On ne va pas passer par quarante mille chemins, j’ai adoré cette biographie. C’est à la fois léger, construit, documenté, intelligent, drôle, vivifiant… Titiou Lecoq nous dépoussière Honoré, nous le rend vivant, humain, attendrissant et encore plus génial. Tout commence par sa visite décevante du Musée Balzac à Paris, et à sa sortie une envie furieuse d’en savoir plus. Le postulat départ est simple et original : Balzac « c’est […] un type qui a tout raté » (p.13).

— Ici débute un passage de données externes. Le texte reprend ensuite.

//! Batch conversion with a default-substitution policy
//!
//! Converts a batch of hexadecimal inputs, replacing the entries that fail
//! to convert with `i32::MAX` instead of aborting the batch. The policy is
//! chosen once, outside the loop.

use strcnv::{convert_all_or, Base, StreamConverter};

fn main() -> anyhow::Result<()> {
    let strs = [" 5", "0XF", "not an int"];

    // One shared converter instance carries the configuration across the
    // whole batch; it is held by reference, never copied.
    let cnv = StreamConverter::new().base(Base::Hex).skip_whitespace(true);

    let ints = convert_all_or::<i32, _, _, _>(strs, &cnv, i32::MAX)?;

    for (input, value) in strs.iter().zip(&ints) {
        println!("{input:>12} -> {value}");
    }

    assert_eq!(ints, [5, 15, i32::MAX]);
    println!("\n✓ Failed conversion substituted with i32::MAX");

    Ok(())
}
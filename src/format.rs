use crate::error::Error;
use std::fmt;
use std::str::FromStr;

const DEFAULT_FILL: char = ' ';

/// Numeric base used when parsing and rendering integers.
#[derive(Debug, Clone, Copy, PartialEq, Eq)]
pub enum Base {
    /// Base 10
    Dec,
    /// Base 16
    Hex,
    /// Base 8
    Oct,
}

impl Base {
    /// Returns the radix as a number.
    #[must_use]
    pub const fn radix(self) -> u32 {
        match self {
            Self::Dec => 10,
            Self::Hex => 16,
            Self::Oct => 8,
        }
    }

    /// Returns the conventional textual prefix for this base.
    ///
    /// Empty for decimal; the prefix is only emitted when
    /// [`Format::show_base`] is enabled.
    #[must_use]
    pub const fn prefix(self) -> &'static str {
        match self {
            Self::Dec => "",
            Self::Hex => "0x",
            Self::Oct => "0",
        }
    }
}

impl fmt::Display for Base {
    fn fmt(&self, f: &mut fmt::Formatter<'_>) -> fmt::Result {
        let name = match self {
            Self::Dec => "dec",
            Self::Hex => "hex",
            Self::Oct => "oct",
        };
        f.write_str(name)
    }
}

impl FromStr for Base {
    type Err = Error;

    fn from_str(s: &str) -> Result<Self, Self::Err> {
        match s {
            "dec" => Ok(Self::Dec),
            "hex" => Ok(Self::Hex),
            "oct" => Ok(Self::Oct),
            other => Err(Error::config(format!(
                "unknown base '{other}', expected one of: dec, hex, oct"
            ))),
        }
    }
}

/// Side on which rendered text is padded out to the configured width.
#[derive(Debug, Clone, Copy, PartialEq, Eq)]
pub enum Adjustment {
    /// Pad on the right, text flush left
    Left,
    /// Pad on the left, text flush right (default)
    Right,
}

impl fmt::Display for Adjustment {
    fn fmt(&self, f: &mut fmt::Formatter<'_>) -> fmt::Result {
        let name = match self {
            Self::Left => "left",
            Self::Right => "right",
        };
        f.write_str(name)
    }
}

impl FromStr for Adjustment {
    type Err = Error;

    fn from_str(s: &str) -> Result<Self, Self::Err> {
        match s {
            "left" => Ok(Self::Left),
            "right" => Ok(Self::Right),
            other => Err(Error::config(format!(
                "unknown adjustment '{other}', expected 'left' or 'right'"
            ))),
        }
    }
}

/// Formatting options interpreted by the configurable back-ends.
///
/// A `Format` is logically immutable per conversion call: no back-end call
/// mutates it, and a value constructed once may be reused across any number
/// of conversions. Reuse behaves identically to reconstruction.
///
/// Unset options take the defaults of [`Format::default`]; individual
/// back-ends may start from different defaults where their textual grammar
/// calls for it (see [`RadixConverter`](crate::RadixConverter)).
///
/// # Examples
///
/// ```
/// use strcnv::{Adjustment, Base, Format};
///
/// let fmt = Format::default()
///     .base(Base::Hex)
///     .width(5)
///     .fill('*')
///     .adjustment(Adjustment::Right);
///
/// assert_eq!(fmt.width, 5);
/// assert_eq!(fmt.fill, '*');
/// ```
#[derive(Debug, Clone, Copy, PartialEq, Eq)]
#[non_exhaustive]
pub struct Format {
    /// Numeric base for parsing and rendering
    pub base: Base,

    /// Minimum rendered width in characters; 0 disables padding
    pub width: usize,

    /// Fill character used to pad out to `width`
    pub fill: char,

    /// Which side rendered text is padded on
    pub adjustment: Adjustment,

    /// Render digits (and base prefixes) in upper case
    pub uppercase: bool,

    /// Emit the conventional base prefix when rendering
    pub show_base: bool,

    /// Skip leading whitespace when parsing
    pub skip_whitespace: bool,
}

impl Default for Format {
    fn default() -> Self {
        Self {
            base: Base::Dec,
            width: 0,
            fill: DEFAULT_FILL,
            adjustment: Adjustment::Right,
            uppercase: false,
            show_base: false,
            skip_whitespace: false,
        }
    }
}

impl Format {
    /// Sets the numeric base.
    #[must_use]
    pub const fn base(mut self, base: Base) -> Self {
        self.base = base;
        self
    }

    /// Sets the minimum rendered width.
    #[must_use]
    pub const fn width(mut self, width: usize) -> Self {
        self.width = width;
        self
    }

    /// Sets the fill character.
    #[must_use]
    pub const fn fill(mut self, fill: char) -> Self {
        self.fill = fill;
        self
    }

    /// Sets the padding side.
    #[must_use]
    pub const fn adjustment(mut self, adjustment: Adjustment) -> Self {
        self.adjustment = adjustment;
        self
    }

    /// Enables or disables upper-case rendering.
    #[must_use]
    pub const fn uppercase(mut self, enabled: bool) -> Self {
        self.uppercase = enabled;
        self
    }

    /// Enables or disables the base prefix when rendering.
    #[must_use]
    pub const fn show_base(mut self, enabled: bool) -> Self {
        self.show_base = enabled;
        self
    }

    /// Enables or disables skipping of leading whitespace when parsing.
    #[must_use]
    pub const fn skip_whitespace(mut self, enabled: bool) -> Self {
        self.skip_whitespace = enabled;
        self
    }

    /// Pads `body` out to the configured width with the fill character.
    ///
    /// Text already at or beyond the width is returned unchanged.
    pub(crate) fn pad(&self, body: &str) -> String {
        let len = body.chars().count();
        if self.width <= len {
            return body.to_string();
        }

        let padding: String = std::iter::repeat(self.fill)
            .take(self.width - len)
            .collect();

        match self.adjustment {
            Adjustment::Right => format!("{padding}{body}"),
            Adjustment::Left => format!("{body}{padding}"),
        }
    }
}

#[cfg(test)]
mod tests {
    use super::*;

    #[test]
    fn test_defaults() {
        let fmt = Format::default();
        assert_eq!(fmt.base, Base::Dec);
        assert_eq!(fmt.width, 0);
        assert_eq!(fmt.fill, ' ');
        assert_eq!(fmt.adjustment, Adjustment::Right);
        assert!(!fmt.uppercase);
        assert!(!fmt.show_base);
        assert!(!fmt.skip_whitespace);
    }

    #[test]
    fn test_chained_setters() {
        let fmt = Format::default()
            .base(Base::Oct)
            .width(8)
            .fill('0')
            .adjustment(Adjustment::Left)
            .uppercase(true)
            .show_base(true)
            .skip_whitespace(true);

        assert_eq!(fmt.base, Base::Oct);
        assert_eq!(fmt.width, 8);
        assert_eq!(fmt.fill, '0');
        assert_eq!(fmt.adjustment, Adjustment::Left);
        assert!(fmt.uppercase);
        assert!(fmt.show_base);
        assert!(fmt.skip_whitespace);
    }

    #[test]
    fn test_pad_right() {
        let fmt = Format::default().width(4);
        assert_eq!(fmt.pad("12"), "  12");
    }

    #[test]
    fn test_pad_left_with_fill() {
        let fmt = Format::default()
            .width(5)
            .fill('x')
            .adjustment(Adjustment::Left);
        assert_eq!(fmt.pad("12"), "12xxx");
    }

    #[test]
    fn test_pad_no_truncation() {
        let fmt = Format::default().width(2);
        assert_eq!(fmt.pad("12345"), "12345");
    }

    #[test]
    fn test_base_radix_and_prefix() {
        assert_eq!(Base::Dec.radix(), 10);
        assert_eq!(Base::Hex.radix(), 16);
        assert_eq!(Base::Oct.radix(), 8);
        assert_eq!(Base::Hex.prefix(), "0x");
        assert_eq!(Base::Oct.prefix(), "0");
        assert_eq!(Base::Dec.prefix(), "");
    }

    #[test]
    fn test_base_from_str() {
        assert_eq!("hex".parse::<Base>().unwrap(), Base::Hex);
        assert_eq!("dec".parse::<Base>().unwrap(), Base::Dec);
        assert_eq!("oct".parse::<Base>().unwrap(), Base::Oct);
        assert!("binary".parse::<Base>().unwrap_err().is_config());
    }

    #[test]
    fn test_adjustment_from_str() {
        assert_eq!("left".parse::<Adjustment>().unwrap(), Adjustment::Left);
        assert_eq!("right".parse::<Adjustment>().unwrap(), Adjustment::Right);
        assert!("center".parse::<Adjustment>().unwrap_err().is_config());
    }

    #[test]
    fn test_display_round_trip() {
        for base in [Base::Dec, Base::Hex, Base::Oct] {
            assert_eq!(base.to_string().parse::<Base>().unwrap(), base);
        }
        for adj in [Adjustment::Left, Adjustment::Right] {
            assert_eq!(adj.to_string().parse::<Adjustment>().unwrap(), adj);
        }
    }
}
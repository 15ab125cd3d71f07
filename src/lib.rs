//! # strcnv
//!
//! A small library for converting between textual representations and typed
//! values, with configurable formatting and a configurable failure policy.
//!
//! ## Features
//!
//! - Pluggable, interchangeable conversion back-ends behind one trait
//! - Explicit "value or nothing" results instead of sentinel numbers
//! - Base, width, fill, alignment, case and prefix formatting options
//! - Raising and default-substituting extraction policies, chosen per call
//!   site rather than per back-end
//! - Batch conversion over ordered sequences
//!
//! ## Quick Start
//!
//! ```
//! use strcnv::{convert, Base, RadixConverter};
//!
//! let cnv = RadixConverter::new().base(Base::Hex).skip_whitespace(true);
//!
//! // Substituting policy: failed conversions become the chosen default.
//! assert_eq!(convert::<i32, _, _>(" 5", &cnv)?.value_or(-1), 5);
//! assert_eq!(convert::<i32, _, _>("garbage", &cnv)?.value_or(-1), -1);
//!
//! // Raising policy: the same result, extracted loudly.
//! assert!(convert::<i32, _, _>("garbage", &cnv)?.value().is_err());
//! # Ok::<(), strcnv::Error>(())
//! ```
//!
//! ## Architecture
//!
//! The library is a small dispatch mechanism plus a family of back-ends:
//! 1. **[`Maybe`]**: holds a converted value, or nothing, explicitly
//! 2. **[`Format`]**: the per-call-immutable formatting configuration
//! 3. **[`Converter`]**: the back-end capability every variant implements
//! 4. **[`convert`]** / **[`convert_all`]**: the generic entry points
//!
//! Back-ends differ in grammar and failure discipline:
//! [`RadixConverter`] scans base-aware integer text, [`StreamConverter`]
//! runs through a shared internal buffer, and [`LexicalCast`] is the strict
//! baseline that raises on any malformed input.

#![warn(
    missing_docs,
    rust_2018_idioms,
    unreachable_pub,
    clippy::all,
    clippy::pedantic,
    clippy::nursery
)]
#![allow(clippy::module_name_repetitions)]

mod batch;
mod convert;
mod error;
mod format;
mod lexical;
mod maybe;
mod radix;
mod stream;

pub use batch::{convert_all, convert_all_or, BatchStats};
pub use convert::{convert, Converter};
pub use error::{Error, Result};
pub use format::{Adjustment, Base, Format};
pub use lexical::LexicalCast;
pub use maybe::Maybe;
pub use radix::RadixConverter;
pub use stream::StreamConverter;

/// Strictly parses `input` into `T`, raising on any malformed input.
///
/// This is the one-shot convenience over [`LexicalCast`]: no formatting
/// options, no non-raising flow. Use [`convert`] with a configurable
/// back-end when failure should be recoverable.
///
/// # Errors
///
/// Returns [`Error::Cast`] when `input` does not parse as `T`.
///
/// # Examples
///
/// ```
/// use strcnv::cast;
///
/// assert_eq!(cast::<i32>("-11")?, -11);
/// assert!(cast::<i32>("not an int").is_err());
/// # Ok::<(), strcnv::Error>(())
/// ```
pub fn cast<T: std::str::FromStr>(input: &str) -> Result<T> {
    convert::<T, _, _>(input, &LexicalCast)?.value()
}
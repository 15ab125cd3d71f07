use crate::convert::Converter;
use crate::error::{Error, Result};
use std::any::type_name;
use std::fmt::Display;
use std::str::FromStr;

/// Strict cast back-end wrapping [`FromStr`] and [`Display`].
///
/// Offers no formatting options and no tolerance: any malformed input
/// raises [`Error::Cast`] instead of reporting an absent result, so there
/// is no non-raising process flow through this back-end. It exists as the
/// baseline the configurable back-ends improve on; prefer
/// [`RadixConverter`](crate::RadixConverter) or
/// [`StreamConverter`](crate::StreamConverter) when per-element failure
/// should not abort a batch.
///
/// # Examples
///
/// ```
/// use strcnv::{convert, LexicalCast};
///
/// assert_eq!(convert::<i32, _, _>("-11", &LexicalCast)?.value()?, -11);
///
/// // No whitespace skipping, no base handling: this raises.
/// assert!(convert::<i32, _, _>(" 5", &LexicalCast).is_err());
/// # Ok::<(), strcnv::Error>(())
/// ```
#[derive(Debug, Clone, Copy, Default)]
pub struct LexicalCast;

impl LexicalCast {
    /// Creates the cast back-end.
    #[must_use]
    pub const fn new() -> Self {
        Self
    }
}

impl<T: FromStr> Converter<str, T> for LexicalCast {
    fn try_convert(&self, input: &str) -> Result<Option<T>> {
        input
            .parse()
            .map(Some)
            .map_err(|_| Error::cast(input, type_name::<T>()))
    }
}

impl<T: Display> Converter<T, String> for LexicalCast {
    fn try_convert(&self, input: &T) -> Result<Option<String>> {
        Ok(Some(input.to_string()))
    }
}
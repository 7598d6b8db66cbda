//! Contact list: one row per conversation partner.
//!
//! Built from two separate result sets (messages the principal sent, and
//! messages the principal received) because the store cannot index an OR
//! across both columns. Everything after the fetch is a pure derivation.

use std::collections::{BTreeSet, HashMap};

use anyhow::Result;

use crate::api::MessageStore;
use crate::models::{Contact, Message, Profile, UserId, UNKNOWN_USER};

/// Fetch both directions concurrently, batch-resolve profiles, aggregate.
pub async fn load_contacts<S: MessageStore>(store: &S, principal: UserId) -> Result<Vec<Contact>> {
    let (sent, received) =
        futures::try_join!(store.sent_by(principal), store.received_by(principal))?;

    let ids: Vec<UserId> = counterparties(principal, &sent, &received)
        .into_iter()
        .collect();

    let profiles = if ids.is_empty() {
        Vec::new()
    } else {
        match store.profiles(&ids).await {
            Ok(p) => p,
            Err(e) => {
                tracing::warn!("Profile lookup failed, using placeholders: {:#}", e);
                Vec::new()
            }
        }
    };

    tracing::debug!(
        "Aggregating {} sent / {} received into {} contacts",
        sent.len(),
        received.len(),
        ids.len()
    );
    Ok(aggregate_contacts(principal, &sent, &received, &profiles))
}

/// Distinct partners across both sets, never the principal itself.
pub fn counterparties(principal: UserId, sent: &[Message], received: &[Message]) -> BTreeSet<UserId> {
    sent.iter()
        .map(|m| m.receiver_id)
        .chain(received.iter().map(|m| m.sender_id))
        .filter(|id| *id != principal)
        .collect()
}

#[derive(Default)]
struct Partial<'a> {
    last: Option<&'a Message>,
    unread: u64,
}

impl<'a> Partial<'a> {
    fn offer(&mut self, msg: &'a Message) {
        let newer = match self.last {
            Some(cur) => msg.chrono_cmp(cur).is_gt(),
            None => true,
        };
        if newer {
            self.last = Some(msg);
        }
    }
}

/// Derive the sorted contact list from already-fetched sets.
pub fn aggregate_contacts(
    principal: UserId,
    sent: &[Message],
    received: &[Message],
    profiles: &[Profile],
) -> Vec<Contact> {
    let mut partials: HashMap<UserId, Partial> = counterparties(principal, sent, received)
        .into_iter()
        .map(|id| (id, Partial::default()))
        .collect();

    for msg in sent {
        if let Some(p) = partials.get_mut(&msg.receiver_id) {
            p.offer(msg);
        }
    }
    for msg in received {
        if let Some(p) = partials.get_mut(&msg.sender_id) {
            p.offer(msg);
            if !msg.is_read {
                p.unread += 1;
            }
        }
    }

    let by_id: HashMap<UserId, &Profile> = profiles.iter().map(|p| (p.id, p)).collect();

    let mut contacts: Vec<Contact> = partials
        .into_iter()
        .map(|(id, partial)| {
            let profile = by_id.get(&id);
            Contact {
                counterparty: id,
                display_name: profile
                    .map(|p| p.display_name().to_string())
                    .unwrap_or_else(|| UNKNOWN_USER.to_string()),
                avatar_url: profile.and_then(|p| p.avatar_url.clone()),
                last_message: partial.last.map(|m| m.body.clone()),
                last_at: partial.last.map(|m| m.created_at),
                unread: partial.unread,
            }
        })
        .collect();

    // newest first; no timestamp sorts last
    contacts.sort_by(|a, b| {
        let by_time = match (a.last_at, b.last_at) {
            (Some(x), Some(y)) => y.cmp(&x),
            (Some(_), None) => std::cmp::Ordering::Less,
            (None, Some(_)) => std::cmp::Ordering::Greater,
            (None, None) => std::cmp::Ordering::Equal,
        };
        by_time.then_with(|| a.counterparty.cmp(&b.counterparty))
    });

    contacts
}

La biographe se propose donc de raconter la vie d’un des plus grands auteurs français en montrant comment toute sa vie fut un véritable désastre, financier surtout, mais pas seulement. Elle raconte ses entreprises catastrophiques que ce soit la création d’un journal, d’une imprimerie, ses placements ruineux, ses demandes perpétuelles de prêts, son manque d’argent continuel et ses dépenses pharaoniques. Mais il y a aussi les entreprises qu’il imagine sans les mener à bien (et heureusement) comme cette épicerie gérée par lui, avec George Sand à la caisse et Théophile Gautier dans les rayons. Dépensier invétéré, Balzac est un dingue de décoration et rêve de luxe. Plusieurs anecdotes racontées donnent de lui une image que je ne connaissais pas. C’est vraiment un des grands points forts de cette biographie. Comme un pygmalion, Titiou Lecoq donne vie au buste de marbre du grand écrivain.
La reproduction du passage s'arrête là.